Hassanal Bolkiah contrôle l’ensemble des pouvoirs dans le pays. (Photo : AFP)
Brunei est riche en hydrocarbures et le règne a été marqué par deux « booms » pétroliers, « une période très faste », pour l’économie du sultanat. Pendant cette période, Hassanal Bolkiah a « démultiplié » les programmes sociaux, dotant le pays de « la protection sociale la plus avancée d’Asie du Sud-Est » : enseignement gratuit, prise en charge des soins de santé, accès aux logements sociaux… « Un cocon très confortable », juge Marie-Sybille de Vienne.
L’application de la charia déjà évoquée
Dès 2013, le sultan Hassanal Bolkiah avait annoncé l’application progressive de la charia. L’année suivante, au moment de l’introduction de premières mesures, une première vague de boycott avait d’ailleurs été lancée dans le monde, déjà contre des hôtels appartenant au fonds souverain du sultanat.
Scène de la vie de tous les jours à Bandar Seri Begawan, la capitale du sultanat de Brunei. (Photo : Stringer / EPA)
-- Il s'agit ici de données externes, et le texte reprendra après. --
//! Error taxonomy shared by the engine, the voice transport and the resolver.

use thiserror::Error;

use crate::sources::ResolveError;

/// Errors a front end can receive from the playback core.
#[derive(Debug, Error)]
pub enum PlayerError {
    /// The resolver found nothing, or could not extract a stream locator.
    #[error("could not resolve track: {0}")]
    ResolutionFailed(#[from] ResolveError),

    /// The bot lacks Connect/Speak in the target channel.
    #[error("missing permission to connect or speak in the voice channel")]
    Forbidden,

    /// Join/move was issued but the session never reported ready.
    #[error("voice handshake timed out (UDP may be blocked)")]
    HandshakeTimeout,

    #[error("voice connection failed: {0}")]
    ConnectionFailed(#[source] TransportError),

    /// Both the primary and the fallback stream refused to start.
    #[error("playback could not start for '{title}'")]
    PlaybackStartFailed { title: String },
}

impl From<TransportError> for PlayerError {
    fn from(err: TransportError) -> Self {
        match err {
            TransportError::Forbidden => PlayerError::Forbidden,
            TransportError::TimedOut => PlayerError::HandshakeTimeout,
            other => PlayerError::ConnectionFailed(other),
        }
    }
}

/// Failures reported by a [`VoiceTransport`](crate::audio::transport::VoiceTransport)
/// for session-level calls.
#[derive(Debug, Error)]
pub enum TransportError {
    #[error("permission denied")]
    Forbidden,

    #[error("no voice session for this guild")]
    NotConnected,

    /// Gateway or voice driver handshake did not finish in time.
    #[error("voice handshake timed out")]
    TimedOut,

    #[error("{0}")]
    Failed(String),
}

/// Why a stream could not be started.
#[derive(Debug, Error)]
pub enum StartError {
    #[error("no voice session for this guild")]
    NotConnected,

    #[error("stream rejected: {0}")]
    Rejected(String),
}

#[cfg(test)]
mod tests {
    use super::*;

    #[test]
    fn forbidden_transport_error_maps_to_forbidden() {
        assert!(matches!(
            PlayerError::from(TransportError::Forbidden),
            PlayerError::Forbidden
        ));
    }

    #[test]
    fn transport_timeout_maps_to_handshake_timeout() {
        assert!(matches!(
            PlayerError::from(TransportError::TimedOut),
            PlayerError::HandshakeTimeout
        ));
    }

    #[test]
    fn other_transport_errors_are_wrapped() {
        let err = PlayerError::from(TransportError::Failed("gateway closed".into()));
        match err {
            PlayerError::ConnectionFailed(cause) => {
                assert_eq!(cause.to_string(), "gateway closed");
            }
            other => panic!("unexpected {other:?}"),
        }
    }
}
Les textes de loi instaurés mercredi s’inscrivent dans la continuité de ces décisions. Jusque-là, les relations sexuelles entre hommes étaient passibles d’une peine maximale de dix ans de réclusion. C’est aussi l’un des pays du monde où la peine de mort est toujours en vigueur, mais la dernière exécution à Brunei remonte à 1957.
Une immense fortune
Le sultan a le pouvoir, il a aussi la fortune. Hassanal Bolkiah est riche. Immensément riche. Il figure bien souvent en bonne place dans les classements de « chefs d’État les plus riches du monde ». Selon les informations magazine financier américain Forbes, une référence en la matière, son opulence dépasserait les 17 milliards d’euros…
Même si peu d’informations ont filtré sur l’origine de sa fortune, il la doit notamment à des investissements dans plusieurs entreprises, dit encore Marie-Sybille de Vienne.
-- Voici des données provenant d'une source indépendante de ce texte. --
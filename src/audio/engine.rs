//! Per-guild playback loop.
//!
//! One [`PlaybackEngine`] exists per guild. Front-end handlers call its public
//! operations from any task; a single loop task owned by the engine pops
//! tracks, starts them on the voice transport and waits for each to end or be
//! skipped. Only the loop writes `current` and the active stream slot.

use parking_lot::Mutex;
use serenity::model::id::{ChannelId, GuildId};
use std::{
    sync::{Arc, Weak},
    time::Duration,
};
use tokio::task::JoinHandle;
use tokio_util::sync::CancellationToken;
use tracing::{debug, error, info, warn};

use super::{
    connection::ConnectionManager,
    idle::IdleTimer,
    queue::TrackQueue,
    signal::SkipSignal,
    track::Track,
    transport::{StartedStream, StreamControl, VoiceTransport},
};
use crate::{config::PlayerSettings, error::PlayerError};

pub const MIN_VOLUME: f32 = 0.0;
pub const MAX_VOLUME: f32 = 1.5;

/// Bitrate assumed when the channel does not report one.
const DEFAULT_CHANNEL_BITRATE: u32 = 128_000;

/// Opus bitrate for a channel: its nominal rate clamped to 64..=256 kbps,
/// then capped at 192 kbps.
pub fn target_bitrate_kbps(channel_bitrate_bps: Option<u32>) -> u32 {
    let bps = channel_bitrate_bps
        .filter(|bps| *bps > 0)
        .unwrap_or(DEFAULT_CHANNEL_BITRATE);
    (bps / 1000).clamp(64, 256).min(192)
}

/// NaN is treated as silence.
pub fn clamp_volume(volume: f32) -> f32 {
    if volume.is_nan() {
        MIN_VOLUME
    } else {
        volume.clamp(MIN_VOLUME, MAX_VOLUME)
    }
}

/// The stream currently owned by the loop, tagged by encoding path.
enum ActiveStream {
    Primary(StartedStream),
    Fallback(StartedStream),
}

impl ActiveStream {
    fn label(&self) -> &'static str {
        match self {
            ActiveStream::Primary(_) => "opus",
            ActiveStream::Fallback(_) => "pcm",
        }
    }

    fn into_stream(self) -> StartedStream {
        match self {
            ActiveStream::Primary(stream) | ActiveStream::Fallback(stream) => stream,
        }
    }
}

/// Where stream start-up currently stands.
enum StartPhase {
    StartingPrimary,
    MonitoringPrimary(StartedStream),
    StartingFallback,
    MonitoringFallback(StartedStream),
}

enum Step {
    Next(StartPhase),
    Ready(ActiveStream),
    Failed,
}

#[derive(Default)]
struct EngineState {
    current: Option<Track>,
    volume: f32,
    stream: Option<Arc<dyn StreamControl>>,
}

pub struct PlaybackEngine {
    guild_id: GuildId,
    transport: Arc<dyn VoiceTransport>,
    connection: ConnectionManager,
    queue: TrackQueue,
    skip: SkipSignal,
    idle: IdleTimer,
    start_grace: Duration,
    state: Mutex<EngineState>,
    task: Mutex<Option<JoinHandle<()>>>,
    shutdown: CancellationToken,
}

impl PlaybackEngine {
    pub fn new(
        guild_id: GuildId,
        transport: Arc<dyn VoiceTransport>,
        settings: &PlayerSettings,
    ) -> Self {
        Self {
            guild_id,
            connection: ConnectionManager::new(
                guild_id,
                transport.clone(),
                settings.handshake_poll_interval,
                settings.handshake_timeout,
            ),
            transport,
            queue: TrackQueue::new(),
            skip: SkipSignal::new(),
            idle: IdleTimer::new(settings.idle_disconnect_after),
            start_grace: settings.start_grace,
            state: Mutex::new(EngineState {
                volume: clamp_volume(settings.default_volume),
                ..EngineState::default()
            }),
            task: Mutex::new(None),
            shutdown: CancellationToken::new(),
        }
    }

    // ---- Front-end operations ----

    /// Queues a track and makes sure the loop is running. Never blocks.
    pub fn enqueue(self: &Arc<Self>, track: Track) {
        info!("🎵 Enqueued '{}' in guild {}", track.title(), self.guild_id);
        self.queue.push(track);
        self.idle.cancel();
        self.ensure_loop();
    }

    /// Ends the current track. Returns whether a stream was playing.
    ///
    /// Harmless while idle: the signal is cleared before the next track starts.
    pub async fn skip(&self) -> bool {
        self.skip.raise();
        match self.active_stream() {
            Some(stream) => {
                stream.stop().await;
                true
            }
            None => false,
        }
    }

    /// Drops every queued track, ends the current one and optionally leaves
    /// the voice channel. Returns how many queued tracks were discarded.
    pub async fn stop(self: &Arc<Self>, disconnect: bool) -> Result<usize, PlayerError> {
        let discarded = self.queue.drain_all();
        self.skip.raise();

        if let Some(stream) = self.active_stream() {
            stream.stop().await;
        }

        info!(
            "⏹️ Stopped playback in guild {} ({} queued tracks discarded)",
            self.guild_id, discarded
        );

        if disconnect && self.connection.is_connected().await {
            self.idle.cancel();
            self.connection.disconnect().await?;
        }

        Ok(discarded)
    }

    /// Returns whether the stream went from playing to paused.
    pub async fn pause(&self) -> bool {
        let Some(stream) = self.active_stream() else {
            return false;
        };
        if !stream.is_active().await {
            return false;
        }
        stream.pause().await;
        info!("⏸️ Paused in guild {}", self.guild_id);
        true
    }

    /// Returns whether the stream went from paused to playing.
    pub async fn resume(&self) -> bool {
        let Some(stream) = self.active_stream() else {
            return false;
        };
        if !stream.is_paused().await {
            return false;
        }
        stream.resume().await;
        info!("▶️ Resumed in guild {}", self.guild_id);
        true
    }

    /// Stores the clamped volume for the next stream and returns it.
    pub fn set_volume(&self, volume: f32) -> f32 {
        let clamped = clamp_volume(volume);
        self.state.lock().volume = clamped;
        info!("🔊 Volume set to {:.2} in guild {} (next track)", clamped, self.guild_id);
        clamped
    }

    pub fn volume(&self) -> f32 {
        self.state.lock().volume
    }

    /// Joins or moves to `channel_id`. Starts the idle countdown when there is
    /// nothing to play, so a bare join does not hold the channel forever.
    pub async fn connect(self: &Arc<Self>, channel_id: ChannelId) -> Result<(), PlayerError> {
        self.connection.connect(channel_id).await?;
        if self.is_idle() {
            self.arm_idle_timer();
        }
        Ok(())
    }

    pub async fn is_connected(&self) -> bool {
        self.connection.is_connected().await
    }

    pub fn now_playing(&self) -> Option<Track> {
        self.state.lock().current.clone()
    }

    pub fn queued(&self) -> Vec<Track> {
        self.queue.snapshot()
    }

    pub fn is_idle(&self) -> bool {
        self.state.lock().current.is_none() && self.queue.is_empty()
    }

    /// Stops the loop for good. Used on process shutdown.
    pub async fn shutdown(&self) {
        self.shutdown.cancel();
        self.idle.cancel();
        if let Some(stream) = self.active_stream() {
            stream.stop().await;
        }
    }

    // ---- Loop ----

    fn ensure_loop(self: &Arc<Self>) {
        if self.shutdown.is_cancelled() {
            warn!("Engine for guild {} is shut down, not starting loop", self.guild_id);
            return;
        }

        let mut task = self.task.lock();
        let alive = task.as_ref().is_some_and(|handle| !handle.is_finished());
        if !alive {
            debug!("Spawning playback loop for guild {}", self.guild_id);
            *task = Some(tokio::spawn(self.clone().run()));
        }
    }

    async fn run(self: Arc<Self>) {
        info!("🎶 Playback loop started for guild {}", self.guild_id);

        loop {
            let track = tokio::select! {
                _ = self.shutdown.cancelled() => break,
                track = self.queue.pop() => track,
            };

            self.idle.cancel();
            self.skip.clear();
            self.state.lock().current = Some(track.clone());

            let interrupted = tokio::select! {
                _ = self.shutdown.cancelled() => true,
                _ = self.play(&track) => false,
            };

            self.finish_cycle();
            if interrupted {
                break;
            }
        }

        info!("🛑 Playback loop stopped for guild {}", self.guild_id);
    }

    /// Plays one track to its end, a skip, or a start failure.
    async fn play(&self, track: &Track) {
        if !self.connection.is_connected().await {
            warn!(
                "🔇 No voice session in guild {}, dropping '{}'",
                self.guild_id,
                track.title()
            );
            return;
        }

        let bitrate_kbps = target_bitrate_kbps(self.transport.channel_bitrate(self.guild_id).await);
        let volume = self.volume();

        let mut phase = StartPhase::StartingPrimary;
        let active = loop {
            match self.advance(phase, track, bitrate_kbps, volume).await {
                Step::Next(next) => phase = next,
                Step::Ready(active) => break active,
                Step::Failed => {
                    let err = PlayerError::PlaybackStartFailed {
                        title: track.title().to_string(),
                    };
                    error!("❌ {} in guild {}", err, self.guild_id);
                    return;
                }
            }
        };

        let path = active.label();
        let mut stream = active.into_stream();
        let skipped = tokio::select! {
            _ = &mut stream.finished => false,
            _ = self.skip.wait() => true,
        };

        if skipped {
            stream.control.stop().await;
            info!("⏭️ Skipped '{}' in guild {}", track.title(), self.guild_id);
        } else {
            info!(
                "✅ Finished '{}' ({}) in guild {}",
                track.title(),
                path,
                self.guild_id
            );
        }
    }

    /// Single transition function of the primary/fallback start-up.
    async fn advance(
        &self,
        phase: StartPhase,
        track: &Track,
        bitrate_kbps: u32,
        volume: f32,
    ) -> Step {
        match phase {
            StartPhase::StartingPrimary => {
                match self
                    .transport
                    .start_primary(self.guild_id, track.stream_locator(), bitrate_kbps, volume)
                    .await
                {
                    Ok(stream) => {
                        self.publish(&stream);
                        info!(
                            "▶️ Now playing (Opus {}k): '{}' in guild {}",
                            bitrate_kbps,
                            track.title(),
                            self.guild_id
                        );
                        Step::Next(StartPhase::MonitoringPrimary(stream))
                    }
                    Err(e) => {
                        warn!("Opus start failed for '{}': {}", track.title(), e);
                        Step::Next(StartPhase::StartingFallback)
                    }
                }
            }
            StartPhase::MonitoringPrimary(stream) => {
                if self.grace_or_skip().await || stream.control.is_active().await {
                    return Step::Ready(ActiveStream::Primary(stream));
                }
                warn!(
                    "Opus stream for '{}' not running after {:?}, switching to PCM",
                    track.title(),
                    self.start_grace
                );
                stream.control.stop().await;
                self.state.lock().stream = None;
                Step::Next(StartPhase::StartingFallback)
            }
            StartPhase::StartingFallback => {
                let gain = volume.min(1.0);
                match self
                    .transport
                    .start_fallback(self.guild_id, track.stream_locator(), gain)
                    .await
                {
                    Ok(stream) => {
                        self.publish(&stream);
                        info!(
                            "▶️ Now playing (PCM fallback): '{}' in guild {}",
                            track.title(),
                            self.guild_id
                        );
                        Step::Next(StartPhase::MonitoringFallback(stream))
                    }
                    Err(e) => {
                        warn!("PCM start failed for '{}': {}", track.title(), e);
                        Step::Failed
                    }
                }
            }
            StartPhase::MonitoringFallback(stream) => {
                if !self.grace_or_skip().await && !stream.control.is_active().await {
                    warn!(
                        "PCM stream for '{}' not running after {:?}, waiting for it to end",
                        track.title(),
                        self.start_grace
                    );
                }
                Step::Ready(ActiveStream::Fallback(stream))
            }
        }
    }

    /// Waits out the start grace period. Returns true if a skip cut it short.
    async fn grace_or_skip(&self) -> bool {
        tokio::select! {
            _ = tokio::time::sleep(self.start_grace) => false,
            _ = self.skip.wait() => true,
        }
    }

    fn publish(&self, stream: &StartedStream) {
        self.state.lock().stream = Some(stream.control.clone());
    }

    fn active_stream(&self) -> Option<Arc<dyn StreamControl>> {
        self.state.lock().stream.clone()
    }

    fn finish_cycle(self: &Arc<Self>) {
        {
            let mut state = self.state.lock();
            state.current = None;
            state.stream = None;
        }
        if !self.shutdown.is_cancelled() {
            self.arm_idle_timer();
        }
    }

    fn arm_idle_timer(self: &Arc<Self>) {
        let engine: Weak<Self> = Arc::downgrade(self);
        self.idle.arm(async move {
            if let Some(engine) = engine.upgrade() {
                engine.disconnect_if_idle().await;
            }
        });
    }

    async fn disconnect_if_idle(&self) {
        if !self.is_idle() || !self.connection.is_connected().await {
            return;
        }
        info!(
            "💤 Idle for {:?} in guild {}, leaving voice",
            self.idle.delay(),
            self.guild_id
        );
        if let Err(e) = self.connection.disconnect().await {
            warn!("Idle disconnect failed in guild {}: {}", self.guild_id, e);
        }
    }
}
Une vue de la Cour suprême du sultanat, à Bandar Seri Begawan. (Photo : STR / EPA)
Hassanal Bolkiah posséderait également une impressionnante collection de voitures de luxe, selon de nombreux médias. Il vit dans un palais de 200 000 mètres carrés. C’est « le plus grand palais résidentiel du monde », selon le Livre Guinness des records.
Et après lui ? C’est son fils aîné, le prince héritier Al-Muhtadee Billah, déjà ministre aujourd’hui, qui devrait lui succéder et devenir le trentième sultan de Brunei.